According to the API, we should be able to instanciate a module from a TypedArray, let's try this in the JS console in FireFox :

var moduleBytes = new Uint8Array([0x00, 0x61, 0x73, 0x6D, 0x01, 0x00, 0x00, 0x00])
var myModule = new WebAssembly.Module(moduleBytes);

It works !! Does it really ? Try changing the version number from 0x01 to 0x02 and see if you still can instantiate a WebAssembly.Module :

CompileError: at offset 8: binary version 0x2 does not match expected version 0x1

:)

Adding a section

By looking at the JS API, it seems that we need to export something in order to be able to call it from the JS side :

WebAssembly.Module.exports()

Given a Module, returns an array containing descriptions of all the declared exports.

Then we probably need to have something in the Export section, defined as this :

exportsec  ::= ex*:section7(vec(export)) ⇒ ex*
export ::= nm:name d:exportdesc  ⇒ {name nm,desc d}
exportdesc ::=
   0x00 x:funcidx  ⇒ func x
  |0x01 x:tableidx ⇒ table x
  |0x02 x:nameidx  ⇒ name x
  |0x03 x:memidx ⇒ memid x

So we want a not empty section, containing a vector of exports, the export seems to be a succession of a name and an exportdesc, which is a function, table, name, or memory ID.

We want our JS to call one of our functions, so we need a funicdx which is a u32 (unsigned 32bit).

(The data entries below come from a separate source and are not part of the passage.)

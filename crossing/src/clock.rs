/*
SPDX-FileCopyrightText: Copyright 2026 LG Electronics Inc.
SPDX-License-Identifier: MIT
*/

//! Corrected wall-clock time in milliseconds.
//!
//! ```text
//! now_ms = anchor_ms + (Instant::now() - anchor) + correction_ms
//! ```
//!
//! The wall clock is read once, at construction; everything after that runs
//! on tokio's monotonic clock, so a stepped system clock cannot move "now"
//! backwards and paused-time tests stay deterministic.

use std::time::Duration;

use chrono::Utc;
use tokio::time::Instant;

/// Stand-in for timestamps too far ahead for `Instant` arithmetic.
const FAR_FUTURE: Duration = Duration::from_secs(86_400 * 365 * 30);

#[derive(Debug, Clone, Copy)]
pub struct Clock {
    anchor: Instant,
    anchor_ms: i64,
    correction_ms: i64,
}

impl Clock {
    /// Anchored at the current system time.
    pub fn system() -> Self {
        Self::starting_at(Utc::now().timestamp_millis())
    }

    /// Anchored so that `now_ms()` returns `anchor_ms` right now.
    pub fn starting_at(anchor_ms: i64) -> Self {
        Self {
            anchor: Instant::now(),
            anchor_ms,
            correction_ms: 0,
        }
    }

    /// Same anchor, different correction.
    pub fn with_correction(self, correction_ms: i64) -> Self {
        Self {
            correction_ms,
            ..self
        }
    }

    pub fn correction_ms(&self) -> i64 {
        self.correction_ms
    }

    pub fn now_ms(&self) -> i64 {
        let elapsed = i64::try_from(self.anchor.elapsed().as_millis()).unwrap_or(i64::MAX);
        self.anchor_ms
            .saturating_add(elapsed)
            .saturating_add(self.correction_ms)
    }

    /// Monotonic instant at which `now_ms()` reaches `at_ms`.
    ///
    /// Timestamps already in the past map to the anchor.
    pub fn instant_at(&self, at_ms: i64) -> Instant {
        let offset = at_ms
            .saturating_sub(self.anchor_ms)
            .saturating_sub(self.correction_ms);
        match u64::try_from(offset) {
            Ok(ms) => self
                .anchor
                .checked_add(Duration::from_millis(ms))
                .unwrap_or_else(|| self.anchor + FAR_FUTURE),
            Err(_) => self.anchor,
        }
    }
}

// ── Tests ─────────────────────────────────────────────────────────────────────
//! Storage adapter trait (port) - define the interface for persistence
//!
//! The domain layer defines what it needs, and the infrastructure layer
//! provides the implementation. The surface is a JSON-level key/value
//! store: one key per entity collection, no entity-aware logic. Adapter
//! errors propagate unchanged to the caller; the store performs no retries.

use serde::de::DeserializeOwned;
use serde::Serialize;
use serde_json::Value;

use crate::error::{DomainError, DomainResult};

/// Minimal read/write/remove surface over named keys
pub trait StorageAdapter: Send + Sync {
    /// Read the raw value stored under `key`, or `None` when absent
    fn read(&self, key: &str) -> DomainResult<Option<Value>>;

    /// Store `value` under `key`, replacing any previous value
    fn write(&self, key: &str, value: Value) -> DomainResult<()>;

    /// Remove the value stored under `key`; removing an absent key is a no-op
    fn remove(&self, key: &str) -> DomainResult<()>;
}

/// Typed collection access over any storage adapter
pub trait StorageAdapterExt {
    /// Read a typed collection; a missing key reads as the empty collection
    fn read_collection<T: DeserializeOwned>(&self, key: &str) -> DomainResult<Vec<T>>;

    /// Write a typed collection under `key`
    fn write_collection<T: Serialize>(&self, key: &str, rows: &[T]) -> DomainResult<()>;
}

impl<A: StorageAdapter + ?Sized> StorageAdapterExt for A {
    fn read_collection<T: DeserializeOwned>(&self, key: &str) -> DomainResult<Vec<T>> {
        match self.read(key)? {
            Some(value) => {
                serde_json::from_value(value).map_err(|e| DomainError::Serialization(e.to_string()))
            }
            None => Ok(Vec::new()),
        }
    }

    fn write_collection<T: Serialize>(&self, key: &str, rows: &[T]) -> DomainResult<()> {
        let value =
            serde_json::to_value(rows).map_err(|e| DomainError::Serialization(e.to_string()))?;
        self.write(key, value)
    }
}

And digging the specification in /Structure/Modules/Indices, we find :

Definitions are referenced with zero-based indices. Each class of definition has its own index space,

Now we need to understand what is the "index space" for the class funcidx. All I could find for now is :

The index space for functions, tables, memories and globals includes respective imports declared in the same module. The indices of these imports precede the indices of other definitions in the same index space.

If I understand correctly, it means that if I have no import, the function Id will be the (zero based) index of the function in the vector of the function section. Since I have only one function for now, I should be 0.

We'll build the function section later, for now is seems that the exportdesc is rather simple : a 0 (to indicate we export a function), followed by another 0 (index of the function we will write) : 0 0

From this, we should be able to write the export.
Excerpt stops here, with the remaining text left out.